Shawna Gilmore has had a busy year, with four shows in eight months, so chances are you’ve seen her sometimes surreal combinations of nature, kids and animals around town. This week in Selective Focus, she talks about her work and what she’ll do with a little bit of down time.
S.G.: I am a visual artist painting primarily in acrylics on wood panels. I occasionally use graphite and paper, my first artistic love. My style is ever-evolving. . . but my current illustrative style came about from a piece I did 3 or so years ago called “Beneath Her Feet” Everything about that piece made sense to me, from the starry sky and trees/roots, to the vintage woman and her farmhouse. It was really a lightbulb piece for me. I had been experimenting with people in my work, women’s faces mostly, but only the vintage characters rang true for me. Somehow their timelessness and history add the genuineness I need for my more narrative images to transcend current times. I also realized I was most interested in telling stories through surrealistic scenarios in my paintings.
My children were just starting to read which renewed my love of literature. Many of my paintings have been spurred on by this awakening. Since then I have taken my characters on all sorts of adventures through Land of Wonder, and Mischief and Other Tales, Nocturne, and A Curious World. I love that through paint I can explore what I’m interested in and take the viewer on a journey.

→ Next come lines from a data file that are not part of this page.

//! Kademlia RPC semantics: inbound handlers and typed outbound calls.
//!
//! Inbound requests are dispatched from an explicit method-name table; an
//! unknown name is logged and dropped without a wire response. Outbound
//! helpers fold the response outcome back into the routing table: an answer
//! welcomes the peer, silence evicts it. Silence is the only death signal
//! the protocol reacts to.

use std::net::SocketAddr;
use std::sync::Arc;

use bytes::Bytes;
use rmpv::Value;
use tracing::debug;

use crate::error::{KadError, Result};
use crate::message::{self, MessageId};
use crate::node::{Node, NodeId};
use crate::routing::RoutingTable;
use crate::rpc::Transport;
use crate::storage::SharedStorage;

/// What a peer answered to `find_value`.
#[derive(Debug)]
pub enum FindValueReply {
    Value(Bytes),
    Nodes(Vec<Node>),
}

/// Protocol glue between the transport, the routing table, and storage.
///
/// Cloning is cheap; every clone shares the same socket, table, and store.
#[derive(Clone)]
pub struct Protocol {
    local_id: NodeId,
    ksize: usize,
    transport: Transport,
    routing: Arc<RoutingTable>,
    storage: SharedStorage,
}

impl Protocol {
    pub fn new(
        local_id: NodeId,
        ksize: usize,
        transport: Transport,
        routing: Arc<RoutingTable>,
        storage: SharedStorage,
    ) -> Self {
        Self {
            local_id,
            ksize,
            transport,
            routing,
            storage,
        }
    }

    pub fn local_id(&self) -> &NodeId {
        &self.local_id
    }

    pub fn routing(&self) -> &RoutingTable {
        &self.routing
    }

    /// Handles one inbound request and sends the response, if any.
    pub async fn handle_request(
        &self,
        sender: SocketAddr,
        id: MessageId,
        method: &str,
        args: Vec<Value>,
    ) {
        let reply = match method {
            "ping" => self.on_ping(sender, &args),
            "store" => self.on_store(sender, &args),
            "find_node" => self.on_find_node(sender, &args),
            "find_value" => self.on_find_value(sender, &args),
            "stun" => self.on_stun(sender, &args),
            "punch" => self.on_punch(&args),
            "hole" => Ok(message::id_value(&self.local_id)),
            other => {
                debug!("dropping request for unknown method {:?} from {}", other, sender);
                return;
            }
        };
        match reply {
            Ok(body) => self.transport.respond(sender, &id, &body).await,
            Err(err) => debug!("malformed {} request from {}: {}", method, sender, err),
        }
    }

    fn on_ping(&self, sender: SocketAddr, args: &[Value]) -> Result<Value> {
        let src = message::id_from(arg(args, 0)?)?;
        self.welcome_if_new(Node::new(src, sender));
        Ok(message::id_value(&self.local_id))
    }

    fn on_store(&self, sender: SocketAddr, args: &[Value]) -> Result<Value> {
        let src = message::id_from(arg(args, 0)?)?;
        let key = message::id_from(arg(args, 1)?)?;
        let value = arg(args, 2)?
            .as_slice()
            .ok_or_else(|| KadError::Malformed("store value is not binary".into()))?;

        self.welcome_if_new(Node::new(src, sender));
        debug!("storing {} bytes under {} for {}", value.len(), key, sender);
        self.storage
            .lock()
            .set(key, Bytes::copy_from_slice(value));
        Ok(Value::from(true))
    }

    fn on_find_node(&self, sender: SocketAddr, args: &[Value]) -> Result<Value> {
        let src = message::id_from(arg(args, 0)?)?;
        let target = message::id_from(arg(args, 1)?)?;

        self.welcome_if_new(Node::new(src, sender));
        let neighbors = self
            .routing
            .find_neighbors(&target, self.ksize, Some(sender));
        Ok(message::node_list_value(&neighbors))
    }

    fn on_find_value(&self, sender: SocketAddr, args: &[Value]) -> Result<Value> {
        let src = message::id_from(arg(args, 0)?)?;
        let key = message::id_from(arg(args, 1)?)?;

        self.welcome_if_new(Node::new(src, sender));
        let value = self.storage.lock().get(&key);
        match value {
            Some(value) => Ok(Value::Map(vec![(
                Value::from("value"),
                Value::Binary(value.to_vec()),
            )])),
            None => self.on_find_node(sender, args),
        }
    }

    /// Asks every listed peer to punch a mapping toward the caller, and
    /// tells the caller the address it was seen from.
    fn on_stun(&self, sender: SocketAddr, args: &[Value]) -> Result<Value> {
        let peers = message::node_list_from(arg(args, 0)?)?;
        for peer in peers {
            let proto = self.clone();
            tokio::spawn(async move {
                let _ = proto.punch(peer.addr, sender).await;
            });
        }
        Ok(message::addr_value(&sender))
    }

    fn on_punch(&self, args: &[Value]) -> Result<Value> {
        let target = message::addr_from(arg(args, 0)?)?;
        let proto = self.clone();
        tokio::spawn(async move {
            let _ = proto.hole(target).await;
        });
        Ok(Value::from("hole"))
    }

    /// First-contact bookkeeping: hand the newcomer every stored value it is
    /// now among the best holders for, then add it to the routing table. A
    /// node we already know only gets its bucket position refreshed.
    pub fn welcome_if_new(&self, node: Node) {
        if node.id == self.local_id {
            return;
        }
        if !self.routing.is_new_node(&node) {
            self.routing.add_contact(node);
            return;
        }

        debug!("never seen {:?} before, adding to routing table", node.id);
        let items = self.storage.lock().items();
        for (key, value) in items {
            let neighbors = self.routing.find_neighbors(&key, self.ksize, None);
            let hand_over = match (neighbors.first(), neighbors.last()) {
                (Some(nearest), Some(furthest)) => {
                    let new_node_closer = node.id.distance(&key) < furthest.id.distance(&key);
                    let we_are_closest = self.local_id.distance(&key) < nearest.id.distance(&key);
                    new_node_closer && we_are_closest
                }
                _ => true,
            };
            if hand_over {
                let proto = self.clone();
                tokio::spawn(async move {
                    let _ = proto.store(&node, key, value).await;
                });
            }
        }
        self.routing.add_contact(node);
    }

    /// An answer proves the peer alive; a timeout evicts it.
    fn note_response<T>(&self, node: &Node, result: &Result<T>) {
        match result {
            Ok(_) => self.welcome_if_new(*node),
            Err(KadError::Timeout) => {
                debug!("no response from {:?}, removing from routing table", node.id);
                self.routing.remove_contact(&node.id);
            }
            Err(_) => {}
        }
    }

    /// Pings a bare address, learning the id of whoever answers. Used during
    /// bootstrap, before the peer is a routing-table citizen.
    pub async fn ping_addr(&self, addr: SocketAddr) -> Result<NodeId> {
        let body = self
            .transport
            .call(addr, "ping", vec![message::id_value(&self.local_id)])
            .await?;
        message::id_from(&body)
    }

    pub async fn ping(&self, node: &Node) -> Result<NodeId> {
        let result = self.ping_addr(node.addr).await;
        self.note_response(node, &result);
        result
    }

    pub async fn store(&self, node: &Node, key: NodeId, value: Bytes) -> Result<bool> {
        let args = vec![
            message::id_value(&self.local_id),
            message::id_value(&key),
            Value::Binary(value.to_vec()),
        ];
        let result = self.transport.call(node.addr, "store", args).await;
        self.note_response(node, &result);
        Ok(result?.as_bool().unwrap_or(false))
    }

    pub async fn find_node(&self, node: &Node, target: &NodeId) -> Result<Vec<Node>> {
        let args = vec![
            message::id_value(&self.local_id),
            message::id_value(target),
        ];
        let result = self.transport.call(node.addr, "find_node", args).await;
        self.note_response(node, &result);
        message::node_list_from(&result?)
    }

    pub async fn find_value(&self, node: &Node, key: &NodeId) -> Result<FindValueReply> {
        let args = vec![message::id_value(&self.local_id), message::id_value(key)];
        let result = self.transport.call(node.addr, "find_value", args).await;
        self.note_response(node, &result);
        let body = result?;

        if let Some(map) = body.as_map() {
            for (k, v) in map {
                if k.as_str() == Some("value") {
                    let bytes = v
                        .as_slice()
                        .ok_or_else(|| KadError::Malformed("value is not binary".into()))?;
                    return Ok(FindValueReply::Value(Bytes::copy_from_slice(bytes)));
                }
            }
            return Err(KadError::Malformed("response map lacks a value".into()));
        }
        Ok(FindValueReply::Nodes(message::node_list_from(&body)?))
    }

    /// NAT priming ahead of a lookup round: the gateway has each listed peer
    /// punch a hole back to us. Best-effort, no bookkeeping.
    pub async fn stun(&self, gateway: &Node, peers: &[Node]) -> Result<()> {
        self.transport
            .call(gateway.addr, "stun", vec![message::node_list_value(peers)])
            .await
            .map(|_| ())
    }

    async fn punch(&self, peer: SocketAddr, target: SocketAddr) -> Result<()> {
        self.transport
            .call(peer, "punch", vec![message::addr_value(&target)])
            .await
            .map(|_| ())
    }

    async fn hole(&self, target: SocketAddr) -> Result<()> {
        self.transport.call(target, "hole", vec![]).await.map(|_| ())
    }

    /// One random id per lonely bucket, for the periodic refresh crawl.
    pub fn refresh_ids(&self) -> Vec<NodeId> {
        self.routing.refresh_ids()
    }
}

fn arg<'a>(args: &'a [Value], index: usize) -> Result<&'a Value> {
    args.get(index)
        .ok_or_else(|| KadError::Malformed(format!("missing argument {}", index)))
}
//! Server configuration.

use std::time::Duration;

use serde::{Deserialize, Serialize};

use crate::constants::{
    DEFAULT_ALPHA, DEFAULT_BUCKET_STALE_AFTER, DEFAULT_KSIZE, DEFAULT_REFRESH_INTERVAL,
    DEFAULT_RPC_TIMEOUT, DEFAULT_STORAGE_TTL,
};

/// Tuning knobs for a DHT server.
#[derive(Clone, Debug, Serialize, Deserialize)]
pub struct DhtConfig {
    /// Entries per k-bucket and width of lookup results.
    pub ksize: usize,

    /// Concurrent RPCs per lookup round.
    pub alpha: usize,

    /// Lifetime of a stored value between rewrites.
    pub storage_ttl: Duration,

    /// How long to wait for an RPC response.
    pub rpc_timeout: Duration,

    /// Interval between bucket-refresh and republish sweeps.
    pub refresh_interval: Duration,

    /// A bucket untouched for this long gets a refresh lookup.
    pub bucket_stale_after: Duration,
}

impl Default for DhtConfig {
    fn default() -> Self {
        Self {
            ksize: DEFAULT_KSIZE,
            alpha: DEFAULT_ALPHA,
            storage_ttl: DEFAULT_STORAGE_TTL,
            rpc_timeout: DEFAULT_RPC_TIMEOUT,
            refresh_interval: DEFAULT_REFRESH_INTERVAL,
            bucket_stale_after: DEFAULT_BUCKET_STALE_AFTER,
        }
    }
}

I’ve been painting since college, but really began using acrylics earnestly about 5 years ago. I realized working from my home studio with children running around didn’t afford me the drying times required for oils. Actually, acrylics are a perfect match for my impatience and ridiculous need to edit. I love painting on the hard stable surface of wood. Even though I paint over the grain, I still appreciate the history and life lived beneath the paint.
Painting is the best form of mental, emotional and spiritual release for me. It is how I process and understand the world around me. It gives me a reflective space to comment, observe, laugh at or ponder this crazy life we live. Painting is much like cracking a code and I’m always up for a good mystery. As a full time artist, there are businessy parts and other annoying organizational things that threaten to take me away, but that’s why it’s a job and not a hobby, so I try not to complain too much. The biggest challenge I face besides my own doubts and fears is balancing work and life. Because I work out of my home studio, it’s hard not to become distracted by the family or house responsibilities. Fortunately, I have been doing this for a number of years, enough to have established some self-discipline in this area, but summertime is a real stretcher for me with kids running in and out and all over and always, always talking. I need a lot of mental space when creating, which summer doesn’t allow. But having kids also feeds my work, giving me endless perspective-shifting moments to reflect on in my paintings. Writing proposals and filling out grants is another area I don’t come by naturally, but let’s not talk about that 😉
After 4 exhibits in 8 months, I’m taking a little bit of time to recalibrate this fall. I have one exhibit scheduled in 2017 at a gallery in zumbrota and a few other things in the works, but I’m looking forward to a small breather to catch up on some projects and work on a series I’ve been mulling over for a while. Creativity can easily be stunted if you don’t take time to nourish and stretch yourself outside of the public eye. I, of course, still have my work available at Lakeside Gallery here in Duluth and various online places.